Application state management with triggers that span both urgent and non-urgent states to account for more graceful and staggered recoveries.
Sometimes healthy isn't so straight forward. Intermediate states can help fill the void
.
const happy = require('happy-feet')();
// by default, happy.state === happy.STATE.HAPPY
// sometimes apps want to differentiate between unhealthy, and not-yet-healthy...
happy.state = happy.STATE.STARTING;
// app is now running
happy.state = happy.STATE.HAPPY;
// something went wrong, but we're still operational.
// eventual escalation to UNHAPPY
happy.state = happy.STATE.WARN;
// other times, maybe you just want your own custom state -- who are we to judge?
happy.state = 'BLACK_HOLE';
// DANGER WILL ROBINSON!
happy.state = happy.STATE.UNHAPPY;
// once state set to UNHAPPY it is irreversible, future states will be ignored
The core functionality of happy-feet
lies in setting the state
property of
your happy-feet
instance.
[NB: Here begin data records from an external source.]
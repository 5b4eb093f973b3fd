//! Placement traces.

use std::fmt;
use std::ops::Index;

use crate::common::config::HIT_MARKER;
use crate::common::FrameId;

/// Per-access placement decisions of one simulation run.
///
/// `Some(frame)` at position `i` means access `i` missed and its page was
/// placed into `frame`; `None` means access `i` was a hit.
///
/// # Example
/// ```
/// use pagesim::{FrameId, PlacementTrace};
///
/// let trace = PlacementTrace::from(vec![Some(FrameId::new(1)), None]);
/// assert_eq!(trace.score(), 1);
/// assert_eq!(trace.to_string(), "1 -");
/// ```
#[derive(Debug, Clone, Default, PartialEq, Eq)]
pub struct PlacementTrace(Vec<Option<FrameId>>);

impl PlacementTrace {
    /// An empty trace with room for `len` decisions.
    pub fn with_capacity(len: usize) -> Self {
        PlacementTrace(Vec::with_capacity(len))
    }

    /// Append the decision for the next access.
    #[inline]
    pub fn push(&mut self, placement: Option<FrameId>) {
        self.0.push(placement);
    }

    /// Number of substitutions (page faults) in the trace.
    pub fn score(&self) -> usize {
        self.0.iter().filter(|p| p.is_some()).count()
    }

    /// Number of decisions.
    #[inline]
    pub fn len(&self) -> usize {
        self.0.len()
    }

    /// True when the trace has no decisions.
    #[inline]
    pub fn is_empty(&self) -> bool {
        self.0.is_empty()
    }

    /// Iterate over the decisions in access order.
    pub fn iter(&self) -> impl Iterator<Item = Option<FrameId>> + '_ {
        self.0.iter().copied()
    }
}

impl From<Vec<Option<FrameId>>> for PlacementTrace {
    fn from(placements: Vec<Option<FrameId>>) -> Self {
        PlacementTrace(placements)
    }
}

impl FromIterator<Option<FrameId>> for PlacementTrace {
    fn from_iter<I: IntoIterator<Item = Option<FrameId>>>(iter: I) -> Self {
        PlacementTrace(iter.into_iter().collect())
    }
}

impl Index<usize> for PlacementTrace {
    type Output = Option<FrameId>;

    fn index(&self, index: usize) -> &Self::Output {
        &self.0[index]
    }
}

/// Space-separated frame numbers, hits rendered as `-`.
impl fmt::Display for PlacementTrace {
    fn fmt(&self, f: &mut fmt::Formatter<'_>) -> fmt::Result {
        for (i, placement) in self.0.iter().enumerate() {
            if i > 0 {
                f.write_str(" ")?;
            }
            match placement {
                Some(frame) => write!(f, "{}", frame)?,
                None => f.write_str(HIT_MARKER)?,
            }
        }
        Ok(())
    }
}

#[cfg(test)]
mod tests {
    use super::*;

    #[test]
    fn test_score_counts_placements() {
        let trace = PlacementTrace::from(vec![
            Some(FrameId::new(3)),
            Some(FrameId::new(6)),
            None,
            Some(FrameId::new(1)),
            None,
        ]);
        assert_eq!(trace.score(), 3);
        assert_eq!(trace.len(), 5);
    }

    #[test]
    fn test_empty_trace() {
        let trace = PlacementTrace::default();
        assert!(trace.is_empty());
        assert_eq!(trace.score(), 0);
        assert_eq!(trace.to_string(), "");
    }

    #[test]
    fn test_display() {
        let trace: PlacementTrace = vec![Some(FrameId::new(1)), None, Some(FrameId::new(12))]
            .into_iter()
            .collect();
        assert_eq!(format!("{}", trace), "1 - 12");
    }

    #[test]
    fn test_index() {
        let mut trace = PlacementTrace::with_capacity(2);
        trace.push(None);
        trace.push(Some(FrameId::new(2)));
        assert_eq!(trace[0], None);
        assert_eq!(trace[1], Some(FrameId::new(2)));
    }
}
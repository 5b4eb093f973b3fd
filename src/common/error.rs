//! Error types for pagesim.

use thiserror::Error;

use crate::sim::TraceViolation;

/// Convenient Result type alias.
///
/// Instead of writing `Result<T, Error>` everywhere, we can write `Result<T>`.
pub type Result<T> = std::result::Result<T, Error>;

/// All recoverable errors in pagesim.
///
/// The simulation core itself never fails on a well-formed [`Task`]; these
/// errors come from the collaborators around it (task construction, file
/// parsing, the file runner).
///
/// [`Task`]: crate::task::Task
#[derive(Debug, Error)]
pub enum Error {
    /// I/O error while reading task files or writing reports.
    #[error("I/O error: {0}")]
    Io(#[from] std::io::Error),

    /// Page count or frame count is zero, or an access is outside `1..=pages`.
    #[error("Invalid task: {0}")]
    InvalidTask(String),

    /// A task file is malformed.
    #[error("Parse error on line {line}: {message}")]
    Parse { line: usize, message: String },

    /// A policy produced a trace the validator rejected.
    ///
    /// This indicates a bug in a policy implementation.
    #[error("Invalid trace: {0}")]
    InvalidTrace(#[from] TraceViolation),
}

impl Error {
    /// Shorthand for building a parse error.
    pub(crate) fn parse(line: usize, message: impl Into<String>) -> Self {
        Error::Parse {
            line,
            message: message.into(),
        }
    }
}

#[cfg(test)]
mod tests {
    use super::*;

    #[test]
    fn test_error_display() {
        let err = Error::InvalidTask("frame count must be positive".into());
        assert_eq!(format!("{}", err), "Invalid task: frame count must be positive");

        let err = Error::parse(3, "expected two integers");
        assert_eq!(format!("{}", err), "Parse error on line 3: expected two integers");
    }

    #[test]
    fn test_io_error_conversion() {
        let io_err = std::io::Error::new(std::io::ErrorKind::NotFound, "file not found");
        let err: Error = io_err.into();

        match err {
            Error::Io(_) => {} // Success
            _ => panic!("Expected Io error"),
        }
    }

    #[test]
    fn test_io_error_has_source() {
        use std::error::Error as _;

        let io_err = std::io::Error::other("boom");
        let err = Error::from(io_err);
        assert!(err.source().is_some());
        assert!(Error::InvalidTask("x".into()).source().is_none());
    }

    #[test]
    fn test_result_type_alias() {
        fn might_fail() -> Result<u32> {
            Ok(42)
        }

        assert_eq!(might_fail().unwrap(), 42);
    }
}
//! Frame/page residency bookkeeping.

use crate::common::config::FIRST_FRAME;
use crate::common::{FrameId, PageId};

/// Bidirectional frame <-> page mapping.
///
/// At most one page per frame and one frame per page; both directions are
/// updated together by [`place`](Self::place) so they never disagree.
#[derive(Debug, Clone)]
pub struct Residency {
    /// Page held by each frame, indexed by frame number.
    frame_to_page: Vec<Option<PageId>>,

    /// Frame holding each page, indexed by page number.
    page_to_frame: Vec<Option<FrameId>>,
}

impl Residency {
    /// Empty residency for `pages` pages and `frames` frames.
    pub fn new(pages: usize, frames: usize) -> Self {
        Self {
            frame_to_page: vec![None; frames + FIRST_FRAME],
            page_to_frame: vec![None; pages + 1],
        }
    }

    /// Frame currently holding `page`, if resident.
    #[inline]
    pub fn frame_of(&self, page: PageId) -> Option<FrameId> {
        self.page_to_frame[page.0]
    }

    #[cfg(test)]
    fn page_in(&self, frame: FrameId) -> Option<PageId> {
        self.frame_to_page[frame.0]
    }

    #[cfg(test)]
    fn is_resident(&self, page: PageId) -> bool {
        self.frame_of(page).is_some()
    }

    /// Put `page` into `frame`, returning the page it evicted.
    ///
    /// If `page` was resident elsewhere its old frame is emptied first.
    pub fn place(&mut self, page: PageId, frame: FrameId) -> Option<PageId> {
        if let Some(old_frame) = self.page_to_frame[page.0].take() {
            self.frame_to_page[old_frame.0] = None;
        }

        let evicted = self.frame_to_page[frame.0].replace(page);
        if let Some(old_page) = evicted {
            self.page_to_frame[old_page.0] = None;
        }
        self.page_to_frame[page.0] = Some(frame);

        evicted.filter(|&old| old != page)
    }

    #[cfg(test)]
    fn occupied(&self) -> usize {
        self.frame_to_page.iter().filter(|p| p.is_some()).count()
    }
}
// ─────────────────────────────────────────────────────────────────────
// SCPN Meissner Core — Phenomenology
// © 1998–2026 Miroslav Šotek. All rights reserved.
// Contact: www.anulum.li | protoscience@anulum.li
// ORCID: https://orcid.org/0009-0009-3560-0851
// License: GNU AGPL v3 | Commercial licensing available
// ─────────────────────────────────────────────────────────────────────
//! Purely phenomenological relations in superconductivity.
//!
//! Closed-form functions of their inputs; no iteration anywhere. The
//! power-law penetration depth is the external collaborator consumed by the
//! Pippard and London kernels.

use num_traits::{Float, FloatConst};

/// Temperature dependence of the reduced penetration depth,
/// λ(T)/λ₀ = 1/sqrt(1 − x^n). Infinite at and above T_c.
pub fn reduced_penetration_depth<T: Float>(reduced_temperature: T, exponent: T) -> T {
    if reduced_temperature >= T::one() {
        T::infinity()
    } else if reduced_temperature <= T::zero() {
        T::one()
    } else {
        T::one() / (T::one() - reduced_temperature.powf(exponent)).sqrt()
    }
}

/// Reduced penetration depth at an absolute temperature.
pub fn reduced_penetration_depth_at<T: Float>(
    temperature: T,
    critical_temperature: T,
    exponent: T,
) -> T {
    reduced_penetration_depth(temperature / critical_temperature, exponent)
}

/// Temperature dependence of the penetration depth (same units as λ₀).
pub fn penetration_depth<T: Float>(
    temperature: T,
    critical_temperature: T,
    exponent: T,
    lambda_0: T,
) -> T {
    lambda_0 * reduced_penetration_depth_at(temperature, critical_temperature, exponent)
}

/// Closed-form reduced gap, after Halbritter (ca. 1970):
/// Δ(x)/Δ(0) = cos((π/2)·x²).
pub fn reduced_gap<T: Float + FloatConst>(reduced_temperature: T) -> T {
    if reduced_temperature >= T::one() {
        T::zero()
    } else if reduced_temperature <= T::zero() {
        T::one()
    } else {
        (T::FRAC_PI_2() * reduced_temperature * reduced_temperature).cos()
    }
}

/// Transition temperature (K) under an applied magnetic field, assuming a
/// power-law suppression T_c(B) = T_c0·(1 − B/B_c)^n; n = 0.5 gives the
/// usual "parabolic" critical-field curve.
pub fn critical_temperature<T: Float>(
    applied_field: T,
    critical_temperature_0: T,
    critical_field: T,
    exponent: T,
) -> T {
    if applied_field < T::zero() {
        // negative fields are not considered
        critical_temperature_0
    } else if applied_field > critical_field {
        // no superconductivity above the critical field
        T::zero()
    } else {
        critical_temperature_0 * (T::one() - applied_field / critical_field).powf(exponent)
    }
}

/// Transition temperature (K) under an applied field, from inverting
/// Hc2(T)/Hc2(0) = [1 − (T/Tc)²] / [1 + (T/Tc)²].
/// See M. Tinkham, Phys. Rev. 129, 2413 (1963).
pub fn critical_temperature_ii<T: Float>(
    applied_field: T,
    critical_temperature_0: T,
    upper_critical_field: T,
) -> T {
    if applied_field < T::zero() {
        critical_temperature_0
    } else if applied_field > upper_critical_field {
        T::zero()
    } else {
        let b = applied_field / upper_critical_field;
        critical_temperature_0 * ((T::one() - b * b) / (T::one() + b * b)).sqrt()
    }
}

/// Gorter-Casimir two-fluid reduced penetration depth (fixed exponent 4).
pub fn two_fluid_reduced_penetration_depth<T: Float>(reduced_temperature: T) -> T {
    reduced_penetration_depth(reduced_temperature, T::from(4.0).expect("literal"))
}

/// Gorter-Casimir two-fluid penetration depth (fixed exponent 4).
pub fn two_fluid_penetration_depth<T: Float>(
    temperature: T,
    critical_temperature: T,
    lambda_0: T,
) -> T {
    lambda_0 * two_fluid_reduced_penetration_depth(temperature / critical_temperature)
}
// ─────────────────────────────────────────────────────────────────────
// SCPN Meissner Core — Roots
// © 1998–2026 Miroslav Šotek. All rights reserved.
// Contact: www.anulum.li | protoscience@anulum.li
// ORCID: https://orcid.org/0009-0009-3560-0851
// License: GNU AGPL v3 | Commercial licensing available
// ─────────────────────────────────────────────────────────────────────
//! Derivative-based root finding.
//!
//! `halley_iterate` is a bracketed third-order Halley scheme: each step uses
//! f, f′ and f″, so the number of correct digits roughly triples per
//! iteration. Steps that leave the bracket are replaced by a bisection step
//! towards the violated bound. The caller supplies the precision target in
//! binary digits and a hard iteration cap; non-convergence is never silent —
//! the result carries the iteration count and a convergence flag.

use num_traits::Float;

/// Outcome of a derivative-based root search.
#[derive(Debug, Clone, Copy, PartialEq)]
pub struct RootResult<T> {
    /// Best available estimate of the root.
    pub root: T,
    /// Iterations consumed.
    pub iterations: usize,
    /// Whether the last step met the requested precision target.
    pub converged: bool,
}

/// Mantissa digits available for `T`, derived from machine epsilon
/// (eps = 2^(1 − p), so p = 1 − log2(eps); 53 for f64, 24 for f32).
pub fn mantissa_digits<T: Float>() -> u32 {
    let eps = T::epsilon().to_f64().unwrap_or(f64::EPSILON);
    (1.0 - eps.log2()).round() as u32
}

/// Third-order Halley iteration on `[min, max]`.
///
/// `f` returns the tuple (f(x), f′(x), f″(x)). Convergence is declared once
/// the step size satisfies |Δx| ≤ |x|·2^(1−digits). When the Halley
/// denominator 2f′² − f·f″ degenerates the step falls back to Newton; when
/// the derivative vanishes as well, the iterate bisects towards the bracket
/// midpoint.
pub fn halley_iterate<T, F>(
    f: F,
    guess: T,
    min: T,
    max: T,
    digits: u32,
    max_iterations: usize,
) -> RootResult<T>
where
    T: Float,
    F: Fn(T) -> (T, T, T),
{
    let two = T::from(2.0).expect("literal representable in T");
    let factor = T::from(2.0f64.powi(1 - digits as i32)).expect("literal representable in T");

    let mut x = guess;
    let mut iterations = 0;
    let mut converged = false;

    while iterations < max_iterations {
        let (f0, f1, f2) = f(x);
        iterations += 1;

        if f0 == T::zero() {
            converged = true;
            break;
        }

        let denom = two * f1 * f1 - f0 * f2;
        let mut delta = if denom.is_finite() && denom != T::zero() {
            two * f0 * f1 / denom
        } else if f1 != T::zero() {
            f0 / f1
        } else {
            x - (min + max) / two
        };
        if !delta.is_finite() {
            delta = f0 / f1;
        }

        let mut next = x - delta;
        // Out-of-bracket steps degrade to bisection towards the bound.
        if next < min {
            next = (x + min) / two;
        } else if next > max {
            next = (x + max) / two;
        }

        let step = x - next;
        x = next;

        if step.abs() <= x.abs() * factor {
            converged = true;
            break;
        }
    }

    RootResult {
        root: x,
        iterations,
        converged,
    }
}
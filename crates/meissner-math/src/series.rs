// ─────────────────────────────────────────────────────────────────────
// SCPN Meissner Core — Series
// © 1998–2026 Miroslav Šotek. All rights reserved.
// Contact: www.anulum.li | protoscience@anulum.li
// ORCID: https://orcid.org/0009-0009-3560-0851
// License: GNU AGPL v3 | Commercial licensing available
// ─────────────────────────────────────────────────────────────────────
//! Heuristically truncated infinite sums.
//!
//! The Matsubara-style kernel sums converge, but slowly and without a usable
//! a-priori bound, so truncation is a policy: stop when a term drops to
//! machine epsilon, or at a hard term cap. The cap is a pragmatic limit, not
//! a convergence proof; `SeriesSum::converged` makes a capped (or NaN-laden)
//! sum detectable by the caller.

use num_traits::Float;

/// Truncation policy for an infinite sum.
#[derive(Debug, Clone, Copy, PartialEq)]
pub struct SeriesPolicy<T> {
    /// Hard cap on the number of accumulated terms.
    pub max_terms: usize,
    /// Stop once |term| no longer exceeds this threshold.
    pub tolerance: T,
}

impl<T: Float> Default for SeriesPolicy<T> {
    fn default() -> Self {
        SeriesPolicy {
            max_terms: 100,
            tolerance: T::epsilon(),
        }
    }
}

/// Partial sum with truncation diagnostics.
#[derive(Debug, Clone, Copy, PartialEq)]
pub struct SeriesSum<T> {
    /// Accumulated value (may be a partial sum, NaN, or ±∞).
    pub value: T,
    /// Number of terms accumulated.
    pub terms: usize,
    /// True when the term threshold (not the cap) ended the sum.
    pub converged: bool,
}

/// Accumulate `term(n)` for n = 0, 1, 2, … under `policy`.
///
/// At least one term is always evaluated. A non-finite term ends the sum
/// immediately with `converged == false`, mirroring plain floating-point
/// accumulation where `|NaN| > tol` is false.
pub fn sum_series<T, F>(policy: &SeriesPolicy<T>, mut term: F) -> SeriesSum<T>
where
    T: Float,
    F: FnMut(usize) -> T,
{
    let mut sum = T::zero();
    let mut n = 0usize;
    loop {
        let change = term(n);
        sum = sum + change;
        n += 1;

        let keep_going = change.abs() > policy.tolerance;
        if !keep_going || n >= policy.max_terms {
            return SeriesSum {
                value: sum,
                terms: n,
                converged: change.abs() <= policy.tolerance,
            };
        }
    }
}
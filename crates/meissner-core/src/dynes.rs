// ─────────────────────────────────────────────────────────────────────
// SCPN Meissner Core — Dynes
// © 1998–2026 Miroslav Šotek. All rights reserved.
// Contact: www.anulum.li | protoscience@anulum.li
// ORCID: https://orcid.org/0009-0009-3560-0851
// License: GNU AGPL v3 | Commercial licensing available
// ─────────────────────────────────────────────────────────────────────
//! Quasiparticle density of states with lifetime broadening.
//!
//! R. C. Dynes et al., "Direct measurement of quasiparticle-lifetime
//! broadening in a strong-coupled superconductor",
//! Phys. Rev. Lett. 41, 1509 (1978).
//! https://doi.org/10.1103/PhysRevLett.41.1509

use num_complex::Complex;
use num_traits::Float;

/// Broadened density of states N(E, Γ, Δ) = Re[(E − iΓ)/√((E − iΓ)² − Δ²)].
/// Γ = 0 recovers the BCS square-root singularity at |E| = Δ.
pub fn density_of_states<T: Float>(energy: T, gamma: T, delta: T) -> T {
    let e = Complex::new(energy, -gamma);
    let d = Complex::new(delta, T::zero());
    (e / (e * e - d * d).sqrt()).re
}

/// BCS coherence factor M(E, Γ, Δ) = Re[Δ/√((E − iΓ)² − Δ²)], as enters the
/// Hebel-Slichter peak.
pub fn coherence_factor<T: Float>(energy: T, gamma: T, delta: T) -> T {
    let e = Complex::new(energy, -gamma);
    let d = Complex::new(delta, T::zero());
    (d / (e * e - d * d).sqrt()).re
}
// ─────────────────────────────────────────────────────────────────────
// SCPN Meissner Core — London
// © 1998–2026 Miroslav Šotek. All rights reserved.
// Contact: www.anulum.li | protoscience@anulum.li
// ORCID: https://orcid.org/0009-0009-3560-0851
// License: GNU AGPL v3 | Commercial licensing available
// ─────────────────────────────────────────────────────────────────────
//! London's local limit: a q-independent kernel.
//!
//! Included for interface consistency with the nonlocal theories; the field
//! profile is exactly exponential, B(z)/B₀ = e^(−z/λ(T)), which also makes
//! this module the closed-form oracle for the Fourier-sine integrator.

use meissner_math::quadrature::FourierSineIntegrator;
use num_traits::{Float, FloatConst};

use crate::phenomenology;
use crate::profile;

/// London kernel K = λ(T)^(−2), independent of q.
pub fn kernel<T: Float>(
    _q: T,
    temperature: T,
    critical_temperature: T,
    exponent: T,
    lambda_0: T,
) -> T {
    phenomenology::penetration_depth(temperature, critical_temperature, exponent, lambda_0)
        .powi(-2)
}

/// Self-normalized London kernel: identically 1.
pub fn reduced_kernel<T: Float>(
    _q: T,
    _temperature: T,
    _critical_temperature: T,
    _exponent: T,
    _lambda_0: T,
) -> T {
    T::one()
}

/// Reduced field profile B(z)/B₀; analytically e^(−z/λ(T)).
pub fn reduced_field_penetration<T: Float + FloatConst>(
    z: T,
    temperature: T,
    critical_temperature: T,
    exponent: T,
    lambda_0: T,
    integrator: &FourierSineIntegrator<T>,
) -> T {
    let k = kernel(T::zero(), temperature, critical_temperature, exponent, lambda_0);
    profile::reduced_field_penetration(z, |_q| k, integrator)
}

/// Field profile B(z) for a given applied field.
#[allow(clippy::too_many_arguments)]
pub fn field_penetration<T: Float + FloatConst>(
    z: T,
    temperature: T,
    critical_temperature: T,
    exponent: T,
    lambda_0: T,
    applied_field: T,
    integrator: &FourierSineIntegrator<T>,
) -> T {
    applied_field
        * reduced_field_penetration(
            z,
            temperature,
            critical_temperature,
            exponent,
            lambda_0,
            integrator,
        )
}

#[cfg(test)]
mod tests {
    use super::*;

    #[test]
    fn kernel_ignores_q() {
        let k0 = kernel(0.0f64, 3.5, 9.25, 4.0, 22.0);
        let k1 = kernel(17.3f64, 3.5, 9.25, 4.0, 22.0);
        assert_eq!(k0, k1);
    }

    #[test]
    fn reduced_kernel_is_unity() {
        assert_eq!(reduced_kernel(0.0f64, 3.5, 9.25, 4.0, 22.0), 1.0);
        assert_eq!(reduced_kernel(42.0f64, 3.5, 9.25, 4.0, 22.0), 1.0);
    }

    #[test]
    fn kernel_at_zero_temperature_is_inverse_square_lambda() {
        let k = kernel(0.0f64, 0.0, 9.25, 4.0, 22.0);
        assert!((k - 22.0f64.powi(-2)).abs() < 1e-18);
    }

    #[test]
    fn profile_matches_exponential() {
        let integrator = FourierSineIntegrator::<f64>::default();
        let (temperature, tc, exponent, lambda_0) = (3.5, 9.25, 4.0, 22.0);
        let lambda = phenomenology::penetration_depth(temperature, tc, exponent, lambda_0);
        for z in [0.5, 5.0, 22.0, 80.0] {
            let got =
                reduced_field_penetration(z, temperature, tc, exponent, lambda_0, &integrator);
            let expected = (-z / lambda).exp();
            assert!(
                (got - expected).abs() < 1e-6 * expected.max(1e-6),
                "z={z}: got {got}, expected {expected}"
            );
        }
    }

    #[test]
    fn profile_above_transition_is_unscreened_inside() {
        // λ(T ≥ T_c) = ∞ makes K = 0 and the integrand sin(qz)/q: the
        // profile is 1 at every depth (no screening in the normal state).
        let integrator = FourierSineIntegrator::<f64>::default();
        let got = reduced_field_penetration(25.0, 10.0, 9.25, 4.0, 22.0, &integrator);
        assert!((got - 1.0).abs() < 1e-6);
    }
}
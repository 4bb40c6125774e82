// ─────────────────────────────────────────────────────────────────────
// SCPN Meissner Core — Meissner Types
// © 1998–2026 Miroslav Šotek. All rights reserved.
// Contact: www.anulum.li | protoscience@anulum.li
// ORCID: https://orcid.org/0009-0009-3560-0851
// License: GNU AGPL v3 | Commercial licensing available
// ─────────────────────────────────────────────────────────────────────
pub mod constants;
pub mod error;
pub mod parameters;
This state may be set automatically by happy-feet
as it monitors your process or set by your application. The value of this state
can be automatically reflected at a web service URL via one of the provided
middlewares. This can be used to signal to supervising processes that are
monitoring this health indicator when they need to take corrective action.
You may also decide to manually use the happy-feet
API to roll your own state
management logic:
const happy = require('happy-feet')({ /* optional options */ });
// happy.state === happy.STATE.HAPPY by default
if (happy.state !== happy.STATE.HAPPY) {
// do something about it
}
There are three built-in values that have a special meaning to happy-feet
:
State | Meaning |
---|---|
happy.STATE.HAPPY |
This indicates that your service is in a healthy state |
happy.STATE.WARN |
This means your service is having problems. The health check page will reflect an OK status, but eventually the state will automatically transition to UNHAPPY . |
happy.STATE.UNHAPPY |
This signals that your service instance should be considered ready to be terminated/restarted due to being in a bad state. |
You can also use custom states if you're rolling your own health status implementation.
Automatic state change triggers include soft and hard limits. Soft limits trigger a warning state (a temporary successful state) indicating the eventual need to be restarted, while hard limits trigger a state of immediate urgency.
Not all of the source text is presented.